## Description of the task:
Whenever a line in the records below contains "true", pick it out.

## Working data:
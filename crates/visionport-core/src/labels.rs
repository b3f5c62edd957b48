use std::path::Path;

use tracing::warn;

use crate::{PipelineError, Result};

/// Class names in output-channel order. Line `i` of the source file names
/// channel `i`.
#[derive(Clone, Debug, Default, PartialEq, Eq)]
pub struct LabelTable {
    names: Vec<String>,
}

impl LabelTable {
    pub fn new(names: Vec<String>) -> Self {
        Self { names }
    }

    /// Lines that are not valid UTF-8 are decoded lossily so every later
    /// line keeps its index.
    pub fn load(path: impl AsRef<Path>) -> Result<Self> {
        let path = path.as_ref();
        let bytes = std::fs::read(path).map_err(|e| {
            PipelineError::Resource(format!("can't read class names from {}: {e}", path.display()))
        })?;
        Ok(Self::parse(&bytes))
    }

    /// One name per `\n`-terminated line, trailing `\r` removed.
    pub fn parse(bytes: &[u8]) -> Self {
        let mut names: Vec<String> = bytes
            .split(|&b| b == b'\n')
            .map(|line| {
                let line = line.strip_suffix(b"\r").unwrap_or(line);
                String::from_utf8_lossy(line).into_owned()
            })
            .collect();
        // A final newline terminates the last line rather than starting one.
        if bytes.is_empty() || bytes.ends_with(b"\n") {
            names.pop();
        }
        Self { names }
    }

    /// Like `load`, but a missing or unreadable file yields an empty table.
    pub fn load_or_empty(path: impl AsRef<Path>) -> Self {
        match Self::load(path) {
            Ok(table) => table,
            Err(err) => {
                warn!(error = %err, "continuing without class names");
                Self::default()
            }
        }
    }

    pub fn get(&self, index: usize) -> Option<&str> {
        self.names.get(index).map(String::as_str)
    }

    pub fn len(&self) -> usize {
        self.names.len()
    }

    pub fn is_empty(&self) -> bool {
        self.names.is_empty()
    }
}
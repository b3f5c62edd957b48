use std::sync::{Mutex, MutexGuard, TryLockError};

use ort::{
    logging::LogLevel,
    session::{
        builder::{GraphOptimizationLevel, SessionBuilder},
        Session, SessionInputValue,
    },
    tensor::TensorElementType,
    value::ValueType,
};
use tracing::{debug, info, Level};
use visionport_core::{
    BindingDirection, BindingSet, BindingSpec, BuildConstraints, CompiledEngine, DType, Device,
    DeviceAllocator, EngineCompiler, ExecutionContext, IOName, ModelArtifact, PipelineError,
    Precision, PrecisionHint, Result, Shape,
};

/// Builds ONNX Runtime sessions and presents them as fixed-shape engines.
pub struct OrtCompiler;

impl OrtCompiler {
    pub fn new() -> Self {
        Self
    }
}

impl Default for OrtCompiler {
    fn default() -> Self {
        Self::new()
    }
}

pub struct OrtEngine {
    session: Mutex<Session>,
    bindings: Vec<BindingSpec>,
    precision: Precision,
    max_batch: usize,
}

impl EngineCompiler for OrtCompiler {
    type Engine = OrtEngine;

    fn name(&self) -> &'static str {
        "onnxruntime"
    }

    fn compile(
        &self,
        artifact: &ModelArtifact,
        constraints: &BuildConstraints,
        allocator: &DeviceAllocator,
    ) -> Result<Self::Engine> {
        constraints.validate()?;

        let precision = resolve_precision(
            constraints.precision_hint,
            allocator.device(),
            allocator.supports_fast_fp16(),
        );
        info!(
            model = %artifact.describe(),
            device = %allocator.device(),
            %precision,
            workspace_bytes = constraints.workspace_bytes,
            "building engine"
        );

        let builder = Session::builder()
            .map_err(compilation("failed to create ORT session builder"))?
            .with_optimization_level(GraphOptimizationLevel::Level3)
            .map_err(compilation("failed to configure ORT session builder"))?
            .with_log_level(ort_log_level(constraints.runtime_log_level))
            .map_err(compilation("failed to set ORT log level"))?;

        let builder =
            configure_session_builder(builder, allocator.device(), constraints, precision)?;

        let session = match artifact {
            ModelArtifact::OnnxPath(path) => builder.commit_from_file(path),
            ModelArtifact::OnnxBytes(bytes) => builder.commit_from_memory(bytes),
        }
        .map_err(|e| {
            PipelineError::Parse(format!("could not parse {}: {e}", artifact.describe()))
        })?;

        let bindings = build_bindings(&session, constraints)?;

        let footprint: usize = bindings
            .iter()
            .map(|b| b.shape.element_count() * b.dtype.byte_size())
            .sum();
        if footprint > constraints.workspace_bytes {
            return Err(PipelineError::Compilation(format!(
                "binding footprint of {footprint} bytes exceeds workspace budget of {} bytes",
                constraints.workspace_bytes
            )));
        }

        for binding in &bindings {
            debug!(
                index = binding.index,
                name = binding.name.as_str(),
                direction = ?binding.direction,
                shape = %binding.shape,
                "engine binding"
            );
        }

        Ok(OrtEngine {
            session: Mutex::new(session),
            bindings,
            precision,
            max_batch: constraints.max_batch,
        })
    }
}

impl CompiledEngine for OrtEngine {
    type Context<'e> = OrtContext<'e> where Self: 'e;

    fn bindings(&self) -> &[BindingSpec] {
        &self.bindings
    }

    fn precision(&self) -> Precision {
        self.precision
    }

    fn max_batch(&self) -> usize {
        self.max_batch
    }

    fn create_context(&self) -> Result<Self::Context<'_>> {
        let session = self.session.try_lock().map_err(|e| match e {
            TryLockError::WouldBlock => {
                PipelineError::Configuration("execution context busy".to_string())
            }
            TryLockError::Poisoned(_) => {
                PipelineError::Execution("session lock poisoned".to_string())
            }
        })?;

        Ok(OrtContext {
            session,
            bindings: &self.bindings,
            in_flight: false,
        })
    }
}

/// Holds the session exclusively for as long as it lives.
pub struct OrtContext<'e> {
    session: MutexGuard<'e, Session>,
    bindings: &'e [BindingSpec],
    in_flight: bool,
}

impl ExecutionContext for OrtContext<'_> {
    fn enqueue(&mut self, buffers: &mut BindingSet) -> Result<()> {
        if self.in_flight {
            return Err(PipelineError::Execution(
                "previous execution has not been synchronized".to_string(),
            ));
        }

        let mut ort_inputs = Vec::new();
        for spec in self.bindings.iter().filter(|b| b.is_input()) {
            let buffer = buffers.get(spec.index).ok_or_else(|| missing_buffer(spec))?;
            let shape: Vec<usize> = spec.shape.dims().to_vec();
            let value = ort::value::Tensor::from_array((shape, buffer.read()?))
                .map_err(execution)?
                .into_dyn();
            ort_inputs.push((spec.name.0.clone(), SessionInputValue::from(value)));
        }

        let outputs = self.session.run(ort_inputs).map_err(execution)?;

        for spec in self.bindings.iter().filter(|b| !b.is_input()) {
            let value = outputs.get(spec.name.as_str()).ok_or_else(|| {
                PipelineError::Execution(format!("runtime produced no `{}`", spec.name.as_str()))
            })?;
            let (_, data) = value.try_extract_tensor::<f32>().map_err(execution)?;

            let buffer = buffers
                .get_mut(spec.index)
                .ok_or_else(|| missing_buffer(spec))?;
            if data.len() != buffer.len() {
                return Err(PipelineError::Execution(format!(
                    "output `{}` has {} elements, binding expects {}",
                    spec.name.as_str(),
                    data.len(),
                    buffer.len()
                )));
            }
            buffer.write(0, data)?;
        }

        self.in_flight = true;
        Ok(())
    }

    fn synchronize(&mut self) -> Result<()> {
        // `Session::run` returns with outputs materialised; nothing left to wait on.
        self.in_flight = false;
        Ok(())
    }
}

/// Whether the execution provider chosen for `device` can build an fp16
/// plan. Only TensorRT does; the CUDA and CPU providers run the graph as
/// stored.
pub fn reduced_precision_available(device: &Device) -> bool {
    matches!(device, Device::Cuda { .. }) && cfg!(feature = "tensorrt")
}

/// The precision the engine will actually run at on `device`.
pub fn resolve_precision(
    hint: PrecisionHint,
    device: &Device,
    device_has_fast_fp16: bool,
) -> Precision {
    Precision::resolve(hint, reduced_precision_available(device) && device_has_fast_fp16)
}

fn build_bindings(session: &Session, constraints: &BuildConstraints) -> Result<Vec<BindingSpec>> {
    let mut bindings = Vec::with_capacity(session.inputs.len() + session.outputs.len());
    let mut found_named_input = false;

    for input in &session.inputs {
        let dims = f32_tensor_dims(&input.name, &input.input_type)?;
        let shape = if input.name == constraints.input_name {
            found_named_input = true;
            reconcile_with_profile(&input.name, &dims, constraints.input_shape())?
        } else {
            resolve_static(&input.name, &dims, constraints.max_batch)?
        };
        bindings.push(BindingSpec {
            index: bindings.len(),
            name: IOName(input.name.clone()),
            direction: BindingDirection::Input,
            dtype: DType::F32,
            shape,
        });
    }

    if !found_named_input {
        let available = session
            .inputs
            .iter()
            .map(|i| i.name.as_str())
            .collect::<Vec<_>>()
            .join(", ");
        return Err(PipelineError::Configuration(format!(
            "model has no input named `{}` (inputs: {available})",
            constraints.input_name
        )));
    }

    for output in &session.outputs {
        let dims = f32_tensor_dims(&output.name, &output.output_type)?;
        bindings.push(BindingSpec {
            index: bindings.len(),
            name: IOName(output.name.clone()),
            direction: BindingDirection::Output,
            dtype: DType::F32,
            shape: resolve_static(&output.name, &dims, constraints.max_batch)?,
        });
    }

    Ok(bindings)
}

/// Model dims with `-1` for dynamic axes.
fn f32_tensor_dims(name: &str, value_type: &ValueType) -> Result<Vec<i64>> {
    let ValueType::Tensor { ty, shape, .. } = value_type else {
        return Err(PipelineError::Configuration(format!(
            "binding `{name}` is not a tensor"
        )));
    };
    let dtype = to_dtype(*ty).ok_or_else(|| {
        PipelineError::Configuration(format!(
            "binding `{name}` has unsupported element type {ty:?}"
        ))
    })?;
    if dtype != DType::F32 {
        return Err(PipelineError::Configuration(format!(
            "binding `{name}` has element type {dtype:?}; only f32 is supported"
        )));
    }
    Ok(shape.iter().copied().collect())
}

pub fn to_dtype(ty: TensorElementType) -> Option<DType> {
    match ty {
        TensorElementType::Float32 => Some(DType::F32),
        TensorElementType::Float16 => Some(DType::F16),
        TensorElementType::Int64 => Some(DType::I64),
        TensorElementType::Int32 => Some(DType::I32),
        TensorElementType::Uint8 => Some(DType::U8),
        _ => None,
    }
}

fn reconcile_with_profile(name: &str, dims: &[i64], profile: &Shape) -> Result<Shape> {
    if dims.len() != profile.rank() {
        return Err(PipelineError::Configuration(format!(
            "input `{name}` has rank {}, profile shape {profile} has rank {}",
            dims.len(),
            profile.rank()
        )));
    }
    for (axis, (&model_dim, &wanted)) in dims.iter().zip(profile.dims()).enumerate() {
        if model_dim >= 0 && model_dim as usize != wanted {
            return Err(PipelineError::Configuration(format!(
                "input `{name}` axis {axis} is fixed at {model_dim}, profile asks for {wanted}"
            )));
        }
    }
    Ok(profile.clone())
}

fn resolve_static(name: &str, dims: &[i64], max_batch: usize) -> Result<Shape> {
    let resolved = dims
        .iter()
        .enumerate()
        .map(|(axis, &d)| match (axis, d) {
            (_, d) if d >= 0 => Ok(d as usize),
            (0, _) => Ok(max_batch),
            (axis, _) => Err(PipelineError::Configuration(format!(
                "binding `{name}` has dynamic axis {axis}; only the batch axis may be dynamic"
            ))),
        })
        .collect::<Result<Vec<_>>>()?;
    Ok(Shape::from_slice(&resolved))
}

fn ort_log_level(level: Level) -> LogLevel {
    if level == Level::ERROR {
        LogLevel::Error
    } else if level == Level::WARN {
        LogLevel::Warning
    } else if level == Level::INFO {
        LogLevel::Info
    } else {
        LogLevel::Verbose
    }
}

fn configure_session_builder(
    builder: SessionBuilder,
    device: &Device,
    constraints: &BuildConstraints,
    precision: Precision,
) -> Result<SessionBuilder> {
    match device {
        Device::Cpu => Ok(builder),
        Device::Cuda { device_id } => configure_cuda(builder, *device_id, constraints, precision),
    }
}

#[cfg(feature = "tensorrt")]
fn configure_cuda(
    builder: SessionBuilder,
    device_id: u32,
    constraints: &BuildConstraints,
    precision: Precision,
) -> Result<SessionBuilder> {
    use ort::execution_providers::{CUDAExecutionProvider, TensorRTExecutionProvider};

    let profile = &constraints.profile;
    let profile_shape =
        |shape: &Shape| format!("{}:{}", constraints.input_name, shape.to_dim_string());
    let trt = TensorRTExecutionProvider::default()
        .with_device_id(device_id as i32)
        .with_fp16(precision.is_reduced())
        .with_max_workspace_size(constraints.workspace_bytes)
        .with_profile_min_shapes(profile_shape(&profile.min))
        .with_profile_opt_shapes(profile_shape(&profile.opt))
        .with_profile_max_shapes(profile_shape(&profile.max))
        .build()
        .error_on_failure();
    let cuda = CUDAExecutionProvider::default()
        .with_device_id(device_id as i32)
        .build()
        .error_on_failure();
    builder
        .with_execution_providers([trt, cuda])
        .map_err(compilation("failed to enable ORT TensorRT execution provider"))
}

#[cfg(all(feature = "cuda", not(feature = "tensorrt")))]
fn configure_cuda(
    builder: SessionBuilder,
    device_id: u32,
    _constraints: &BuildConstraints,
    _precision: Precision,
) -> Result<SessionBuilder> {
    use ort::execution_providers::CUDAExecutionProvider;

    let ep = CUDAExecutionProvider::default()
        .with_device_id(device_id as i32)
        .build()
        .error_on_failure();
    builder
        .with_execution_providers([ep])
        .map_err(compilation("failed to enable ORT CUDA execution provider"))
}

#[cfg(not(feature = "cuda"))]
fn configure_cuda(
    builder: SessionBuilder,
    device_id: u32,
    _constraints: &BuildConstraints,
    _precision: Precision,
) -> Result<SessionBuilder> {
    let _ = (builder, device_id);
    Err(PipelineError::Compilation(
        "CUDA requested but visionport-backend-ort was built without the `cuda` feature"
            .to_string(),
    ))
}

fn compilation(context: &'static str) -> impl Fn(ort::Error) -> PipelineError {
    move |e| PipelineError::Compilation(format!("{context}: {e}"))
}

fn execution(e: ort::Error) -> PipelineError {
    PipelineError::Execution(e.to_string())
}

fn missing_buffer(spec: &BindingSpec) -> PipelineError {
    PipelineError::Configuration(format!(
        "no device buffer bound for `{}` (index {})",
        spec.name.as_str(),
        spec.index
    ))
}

## Response below:
        self.in_flight = true;
            found_named_input = true;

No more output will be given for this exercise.